• **EXERCISE DETAILS**:
For each line of the listing that contains "ChecksumKind", make a copy and return it.

====

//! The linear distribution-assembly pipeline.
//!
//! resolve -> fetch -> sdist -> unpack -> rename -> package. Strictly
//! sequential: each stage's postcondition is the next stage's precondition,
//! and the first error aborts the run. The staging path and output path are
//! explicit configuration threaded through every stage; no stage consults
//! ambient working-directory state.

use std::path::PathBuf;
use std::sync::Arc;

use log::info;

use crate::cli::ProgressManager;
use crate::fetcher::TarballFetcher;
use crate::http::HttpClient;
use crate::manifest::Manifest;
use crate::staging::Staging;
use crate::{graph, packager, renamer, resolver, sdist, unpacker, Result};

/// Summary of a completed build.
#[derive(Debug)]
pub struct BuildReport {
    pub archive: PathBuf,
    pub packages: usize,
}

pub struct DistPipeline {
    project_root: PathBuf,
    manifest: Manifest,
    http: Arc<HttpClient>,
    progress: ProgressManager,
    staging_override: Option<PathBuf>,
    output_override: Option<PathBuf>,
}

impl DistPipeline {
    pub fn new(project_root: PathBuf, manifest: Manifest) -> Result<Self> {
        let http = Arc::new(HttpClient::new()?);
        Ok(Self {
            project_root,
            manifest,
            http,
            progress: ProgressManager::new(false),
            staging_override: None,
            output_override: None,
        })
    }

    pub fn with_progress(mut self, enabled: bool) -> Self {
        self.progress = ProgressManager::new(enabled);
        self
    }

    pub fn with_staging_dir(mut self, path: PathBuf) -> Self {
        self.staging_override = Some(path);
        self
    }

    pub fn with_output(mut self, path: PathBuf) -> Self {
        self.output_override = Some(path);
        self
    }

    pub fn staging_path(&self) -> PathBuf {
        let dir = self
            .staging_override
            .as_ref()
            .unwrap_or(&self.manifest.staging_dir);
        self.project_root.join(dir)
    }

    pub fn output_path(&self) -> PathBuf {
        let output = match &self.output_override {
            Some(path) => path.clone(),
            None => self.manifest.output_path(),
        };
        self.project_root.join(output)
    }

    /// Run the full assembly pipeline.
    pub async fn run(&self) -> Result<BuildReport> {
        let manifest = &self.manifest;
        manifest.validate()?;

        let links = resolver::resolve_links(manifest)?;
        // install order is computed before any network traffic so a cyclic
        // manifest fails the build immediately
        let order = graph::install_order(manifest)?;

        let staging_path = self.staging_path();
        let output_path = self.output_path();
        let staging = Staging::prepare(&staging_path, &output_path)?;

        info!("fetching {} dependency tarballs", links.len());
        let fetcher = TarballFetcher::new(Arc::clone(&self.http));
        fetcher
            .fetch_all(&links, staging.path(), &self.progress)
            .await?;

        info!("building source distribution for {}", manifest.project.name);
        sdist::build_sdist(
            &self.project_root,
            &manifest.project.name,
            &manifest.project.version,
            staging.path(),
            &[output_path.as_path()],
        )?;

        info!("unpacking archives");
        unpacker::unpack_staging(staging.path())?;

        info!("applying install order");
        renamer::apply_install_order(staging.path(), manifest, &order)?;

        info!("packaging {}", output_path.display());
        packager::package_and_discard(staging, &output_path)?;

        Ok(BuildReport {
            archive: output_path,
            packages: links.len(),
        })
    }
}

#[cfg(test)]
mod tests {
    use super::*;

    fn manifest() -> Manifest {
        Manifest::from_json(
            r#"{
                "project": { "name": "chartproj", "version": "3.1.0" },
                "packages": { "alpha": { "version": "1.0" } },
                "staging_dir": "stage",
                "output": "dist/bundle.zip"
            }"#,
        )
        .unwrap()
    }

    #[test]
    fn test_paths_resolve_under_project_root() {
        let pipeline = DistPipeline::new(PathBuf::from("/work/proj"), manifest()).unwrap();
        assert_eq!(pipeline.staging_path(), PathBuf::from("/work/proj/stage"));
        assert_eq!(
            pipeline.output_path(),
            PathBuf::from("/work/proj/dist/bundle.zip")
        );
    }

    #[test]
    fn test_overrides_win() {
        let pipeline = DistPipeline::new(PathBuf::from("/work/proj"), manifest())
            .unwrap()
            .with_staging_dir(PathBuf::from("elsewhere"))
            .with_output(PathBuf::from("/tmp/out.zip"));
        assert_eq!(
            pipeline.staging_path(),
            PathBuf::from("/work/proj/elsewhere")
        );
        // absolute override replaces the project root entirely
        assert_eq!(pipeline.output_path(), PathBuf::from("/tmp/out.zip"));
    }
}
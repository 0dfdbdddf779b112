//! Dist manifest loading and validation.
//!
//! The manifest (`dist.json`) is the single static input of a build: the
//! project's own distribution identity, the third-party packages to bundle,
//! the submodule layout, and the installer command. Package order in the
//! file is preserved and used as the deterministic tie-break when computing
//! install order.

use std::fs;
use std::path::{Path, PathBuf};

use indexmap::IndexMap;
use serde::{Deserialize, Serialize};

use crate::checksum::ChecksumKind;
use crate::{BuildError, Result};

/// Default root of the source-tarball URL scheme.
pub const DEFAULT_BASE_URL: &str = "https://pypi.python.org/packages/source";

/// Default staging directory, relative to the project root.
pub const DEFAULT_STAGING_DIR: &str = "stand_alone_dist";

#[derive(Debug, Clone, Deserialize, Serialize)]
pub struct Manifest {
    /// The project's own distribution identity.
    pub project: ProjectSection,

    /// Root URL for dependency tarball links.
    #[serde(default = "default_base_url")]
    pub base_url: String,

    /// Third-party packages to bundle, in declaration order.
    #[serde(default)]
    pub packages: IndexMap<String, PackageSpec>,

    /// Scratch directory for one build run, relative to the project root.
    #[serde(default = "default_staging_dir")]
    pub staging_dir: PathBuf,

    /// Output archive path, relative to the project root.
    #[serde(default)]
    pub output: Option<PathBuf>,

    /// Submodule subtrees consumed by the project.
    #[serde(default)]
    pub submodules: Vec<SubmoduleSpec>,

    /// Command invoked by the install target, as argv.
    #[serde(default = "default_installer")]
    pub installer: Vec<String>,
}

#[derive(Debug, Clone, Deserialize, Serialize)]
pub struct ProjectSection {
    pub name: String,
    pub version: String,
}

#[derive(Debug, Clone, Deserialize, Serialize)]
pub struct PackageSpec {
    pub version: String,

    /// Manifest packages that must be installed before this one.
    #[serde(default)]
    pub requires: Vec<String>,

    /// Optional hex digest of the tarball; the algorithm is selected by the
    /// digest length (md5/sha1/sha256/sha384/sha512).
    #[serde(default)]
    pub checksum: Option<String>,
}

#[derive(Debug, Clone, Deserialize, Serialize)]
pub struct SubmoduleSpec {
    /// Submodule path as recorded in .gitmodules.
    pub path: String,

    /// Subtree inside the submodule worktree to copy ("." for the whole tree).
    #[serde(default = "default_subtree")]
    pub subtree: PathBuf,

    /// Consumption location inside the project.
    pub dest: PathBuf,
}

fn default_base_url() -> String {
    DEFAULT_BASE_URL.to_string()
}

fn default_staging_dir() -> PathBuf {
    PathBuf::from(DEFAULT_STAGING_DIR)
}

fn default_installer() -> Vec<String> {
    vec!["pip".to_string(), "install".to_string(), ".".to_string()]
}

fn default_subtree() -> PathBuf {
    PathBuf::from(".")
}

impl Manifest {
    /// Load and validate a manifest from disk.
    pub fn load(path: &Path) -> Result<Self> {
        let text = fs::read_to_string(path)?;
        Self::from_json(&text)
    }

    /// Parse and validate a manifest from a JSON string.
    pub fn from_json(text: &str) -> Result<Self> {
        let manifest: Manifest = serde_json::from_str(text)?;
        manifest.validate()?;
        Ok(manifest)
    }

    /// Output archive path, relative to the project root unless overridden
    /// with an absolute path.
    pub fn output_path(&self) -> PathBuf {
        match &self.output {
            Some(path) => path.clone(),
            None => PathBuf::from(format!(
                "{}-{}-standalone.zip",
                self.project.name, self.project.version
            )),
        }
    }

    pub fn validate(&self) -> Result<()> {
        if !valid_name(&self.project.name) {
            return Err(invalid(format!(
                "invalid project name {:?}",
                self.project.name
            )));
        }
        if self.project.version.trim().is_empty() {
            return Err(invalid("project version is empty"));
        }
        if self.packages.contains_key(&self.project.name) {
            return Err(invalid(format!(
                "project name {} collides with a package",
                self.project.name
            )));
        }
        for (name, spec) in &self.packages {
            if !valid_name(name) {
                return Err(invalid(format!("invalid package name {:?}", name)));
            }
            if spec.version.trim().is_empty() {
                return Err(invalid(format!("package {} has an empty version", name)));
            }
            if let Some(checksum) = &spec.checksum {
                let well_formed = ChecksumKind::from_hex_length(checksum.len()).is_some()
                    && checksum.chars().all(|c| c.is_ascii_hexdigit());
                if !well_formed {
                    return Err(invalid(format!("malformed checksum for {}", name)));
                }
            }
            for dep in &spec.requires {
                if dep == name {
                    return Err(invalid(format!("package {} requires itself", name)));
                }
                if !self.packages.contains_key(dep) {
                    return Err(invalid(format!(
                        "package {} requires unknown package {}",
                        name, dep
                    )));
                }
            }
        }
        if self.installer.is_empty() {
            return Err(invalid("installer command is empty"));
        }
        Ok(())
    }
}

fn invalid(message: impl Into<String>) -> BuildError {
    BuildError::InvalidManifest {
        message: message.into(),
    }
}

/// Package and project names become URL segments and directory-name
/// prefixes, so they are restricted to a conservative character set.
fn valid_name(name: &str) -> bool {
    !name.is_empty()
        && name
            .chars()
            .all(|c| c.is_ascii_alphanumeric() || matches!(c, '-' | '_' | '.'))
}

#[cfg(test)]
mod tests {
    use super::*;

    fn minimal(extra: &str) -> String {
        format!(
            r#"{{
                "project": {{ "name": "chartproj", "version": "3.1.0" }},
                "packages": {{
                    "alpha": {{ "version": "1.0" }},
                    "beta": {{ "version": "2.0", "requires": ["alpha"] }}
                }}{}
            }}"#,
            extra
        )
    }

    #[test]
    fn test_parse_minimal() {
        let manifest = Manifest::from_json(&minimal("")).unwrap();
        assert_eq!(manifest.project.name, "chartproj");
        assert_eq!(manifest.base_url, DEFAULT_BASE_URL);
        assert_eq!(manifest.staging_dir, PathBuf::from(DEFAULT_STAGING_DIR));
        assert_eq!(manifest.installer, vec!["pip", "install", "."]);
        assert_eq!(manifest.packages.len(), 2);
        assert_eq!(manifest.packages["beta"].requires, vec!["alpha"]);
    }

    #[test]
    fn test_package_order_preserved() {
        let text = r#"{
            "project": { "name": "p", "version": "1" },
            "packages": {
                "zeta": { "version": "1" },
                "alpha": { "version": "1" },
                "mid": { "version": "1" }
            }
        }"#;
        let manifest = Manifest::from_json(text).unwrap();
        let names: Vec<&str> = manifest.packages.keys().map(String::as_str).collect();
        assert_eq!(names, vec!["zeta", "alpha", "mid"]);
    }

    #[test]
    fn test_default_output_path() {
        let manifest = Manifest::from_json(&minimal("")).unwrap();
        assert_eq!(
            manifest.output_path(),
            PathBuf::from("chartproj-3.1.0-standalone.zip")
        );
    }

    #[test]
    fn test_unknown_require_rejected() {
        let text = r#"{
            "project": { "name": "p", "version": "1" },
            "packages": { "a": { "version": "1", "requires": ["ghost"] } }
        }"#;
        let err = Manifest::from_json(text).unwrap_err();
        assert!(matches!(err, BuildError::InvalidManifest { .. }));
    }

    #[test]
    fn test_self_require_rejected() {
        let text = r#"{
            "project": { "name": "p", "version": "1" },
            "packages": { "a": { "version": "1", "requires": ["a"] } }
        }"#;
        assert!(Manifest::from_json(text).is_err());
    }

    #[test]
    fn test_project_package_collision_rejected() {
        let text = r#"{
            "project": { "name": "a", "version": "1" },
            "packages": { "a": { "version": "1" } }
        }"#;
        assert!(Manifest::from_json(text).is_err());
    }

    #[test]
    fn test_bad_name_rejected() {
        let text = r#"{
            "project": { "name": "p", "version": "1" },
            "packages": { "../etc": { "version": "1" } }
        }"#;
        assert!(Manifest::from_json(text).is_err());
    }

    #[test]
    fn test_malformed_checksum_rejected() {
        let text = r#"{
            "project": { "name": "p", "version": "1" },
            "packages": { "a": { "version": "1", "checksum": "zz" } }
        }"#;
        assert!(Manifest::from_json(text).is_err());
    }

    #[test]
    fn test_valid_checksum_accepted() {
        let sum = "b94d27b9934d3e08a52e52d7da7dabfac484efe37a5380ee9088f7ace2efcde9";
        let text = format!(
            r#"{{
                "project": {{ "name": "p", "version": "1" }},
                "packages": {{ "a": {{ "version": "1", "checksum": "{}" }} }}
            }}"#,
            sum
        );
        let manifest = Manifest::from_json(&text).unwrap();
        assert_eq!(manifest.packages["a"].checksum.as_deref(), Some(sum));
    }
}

====

• **SOLUTION TO THE EXERCISE**:
use crate::checksum::ChecksumKind;
                let well_formed = ChecksumKind::from_hex_length(checksum.len()).is_some()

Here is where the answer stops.